With cash in short supply, many public health offices have been asked to focus on problems with a political constituency, particularly those that tend to resonate among the middle class. Breast cancer prevention and treatment, for example, has continued to receive generous funding- -and deservedly so. Meanwhile, however, public education about other equally deadly diseases has gone begging, as has money to support the public health workforce, facilities and technology.

Shelley Hearne, executive director of the Trust for America's Health, a nonprofit research organization, says this "disease du jour" funding pattern is a disservice to public health as a whole. "We keep dipping from the same pie," she says, "rather than making sure the pie has enough resources in the first place."

Now, bioterrorism has become the disease of the decade. The largest share of federal funding is dedicated to that cause and other needs are being ignored. "The real tragedy here is that the things that kill people every day--heart disease, lung disease--are still not getting the kind of attention they need," says Georges Benjamin, executive director of the American Public Health Association. "We're funding preparedness and cutting everything else."

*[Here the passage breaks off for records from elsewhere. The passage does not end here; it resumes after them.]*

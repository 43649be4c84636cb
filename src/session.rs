//! Session: one transport plus the current unit id
//!
//! The current unit id is the only mutable context the engine carries. Every
//! access call reads it from the session it runs on; nothing is global.
//! Concurrent users share a session through [`SharedSession`] and must hold
//! the lock across "switch unit, then read" so one unit's data is never
//! attributed to another.

use std::sync::Arc;

use bytes::Bytes;
use tokio::sync::Mutex;
use tracing::debug;

use crate::config::{RetryPolicy, SessionConfig};
use crate::error::ModbusResult;
use crate::protocol::{ModbusFunction, UnitId};
use crate::transport::{ModbusTransport, TcpTransport, TransportStats};

/// A session shared between workers
pub type SharedSession<T = TcpTransport> = Arc<Mutex<Session<T>>>;

/// Long-lived connection context
pub struct Session<T: ModbusTransport = TcpTransport> {
    transport: T,
    unit_id: UnitId,
    retry: RetryPolicy,
}

impl Session<TcpTransport> {
    /// Connect to `host:port` and start on the default unit id
    pub async fn connect(addr: &str, config: SessionConfig) -> ModbusResult<Self> {
        let mut transport = TcpTransport::from_address(addr, config.timeout).await?;
        transport.set_packet_logging(config.packet_logging);
        Ok(Self::new(transport, config.retry))
    }

    /// Replace a dead connection with a fresh one; the unit id is kept
    pub async fn reconnect(&mut self) -> ModbusResult<()> {
        self.transport.reconnect().await
    }
}

impl<T: ModbusTransport> Session<T> {
    pub fn new(transport: T, retry: RetryPolicy) -> Self {
        Self {
            transport,
            unit_id: UnitId::default(),
            retry,
        }
    }

    #[inline]
    pub fn unit_id(&self) -> UnitId {
        self.unit_id
    }

    /// Switch the unit later calls are addressed to (1..=254)
    pub fn set_unit_id(&mut self, id: u8) -> ModbusResult<()> {
        self.set_unit(UnitId::new(id)?);
        Ok(())
    }

    pub fn set_unit(&mut self, unit: UnitId) {
        if unit != self.unit_id {
            debug!("Unit id {} -> {}", self.unit_id, unit);
        }
        self.unit_id = unit;
    }

    #[inline]
    pub fn retry_policy(&self) -> RetryPolicy {
        self.retry
    }

    pub fn set_retry_policy(&mut self, retry: RetryPolicy) {
        self.retry = retry;
    }

    pub fn transport(&self) -> &T {
        &self.transport
    }

    pub fn transport_mut(&mut self) -> &mut T {
        &mut self.transport
    }

    pub fn is_connected(&self) -> bool {
        self.transport.is_connected()
    }

    pub fn stats(&self) -> TransportStats {
        self.transport.get_stats()
    }

    /// Release the connection; safe to call more than once
    pub async fn close(&mut self) -> ModbusResult<()> {
        self.transport.close().await
    }

    pub fn into_shared(self) -> SharedSession<T> {
        Arc::new(Mutex::new(self))
    }

    /// One request on an explicit unit, no retry
    pub(crate) async fn execute(
        &mut self,
        unit: UnitId,
        function: ModbusFunction,
        payload: &[u8],
    ) -> ModbusResult<Bytes> {
        self.transport.request(unit.get(), function, payload).await
    }
}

The stories are the same almost everywhere. The portion of Oklahoma's public health budget derived from state general funds has been reduced 24 percent in the past two years; Indiana's state funds have declined 17 percent in the past three. In Massachusetts, lawmakers have cut the state appropriation by 28 percent in the last three fiscal years.

Underfunding public health is nearly always a short-sighted and ulti- mately expensive business. Vaccines save untold lives. Thousands of women can learn about proper prenatal care for less money than it takes to treat one extremely ill newborn child.

One need look no further than the current flu outbreak for a potent example. Despite repeated warnings, most states have no plan in effect for dealing with it. When the disease hits, their response is ad hoc.

CASE HISTORY

"Nothing can be more important to a state," Franklin Roosevelt said in 1934, "than its public health." By the time FDR uttered these words, state public health departments were already a major force in American life. Massachusetts formed the first one in 1869; by the turn of the century, 40 states had health departments, most of them designed to control and prevent infectious diseases.

These state agencies--and by the 1920s, their local city and county counterparts--improved sanitation and purified drinking water to stop the spread of cholera and typhus. They inoculated millions against smallpox--eradicating that disease from the United States entirely-- encouraged the use of antibiotics to fight TB and administered the polio vaccine after its introduction in the 1950s. Once those activities were underway, the departments expanded the scope of their work to include fighting chronic diseases and more general prevention and education activities.

But "when public health does its job well, it's invisible," says Bud Nicola, medical officer at the Centers for Disease Control and Prevention. "It's hard to raise money for something when there's no visible problem." So, despite the admirable record of accomplishment, state public health budgets declined and the system steadily eroded. In 1988, a groundbreaking report by the Institute of Medicine condemned public health in America as a system "in disarray."

That study set out three core functions that public health systems should perform: assessment, policy development and assurance. "That gave us a common base," recalls Joan Brewster, director of public health systems and development in Washington State. "Health departments shifted their perspective to being part of a system with a broader framework." Officials from across the country came together in 1994 to elaborate on the IOM report and declared 10 essential services of public health (see box below). But funds to implement the agenda continued to be inadequate.

Then came the terrorist acts of September 11, 2001, followed closely by the anthrax scare, which turned bioterrorism preparedness into the overwhelming focus of many public health departments. Federal grant programs for this purpose expanded dramatically: States received $1.1 billion in 2002 and $1.5 billion in 2003 to enhance their capacity for dealing with public terror-related emergencies. State health agencies have used much of the grant funding for planning and orchestrating mock emergency exercises. Those plans have highlighted weaknesses in communication--particularly among the diverse roster of first responders at the local level.

Meanwhile, the impact of the terrorist attacks was amplified by the emergence of new diseases that captured public attention and became daily news stories: SARS, West Nile virus and monkey pox. "Now," says George Hardy, of the Association of State and Territorial Health Officials, "the public knows public health exists."

In 1999, 29 states had public health labs that met criteria for biosafety level 3. (Level 4 is the highest and indicates the facility can process the world's most dangerous matter; no state agencies currently operate at level 4.) By 2002, 43 states had built or enhanced their laboratories to BSL 3. The new labs don't come cheap: Virginia's new 195,000-square-foot lab, opened last June, carried a price tag of $63 million. Missouri expects its new lab will cost the state $30 million. Iowa will be spending $29 million to replace its current lab, built in 1917 as a tuberculosis sanitarium.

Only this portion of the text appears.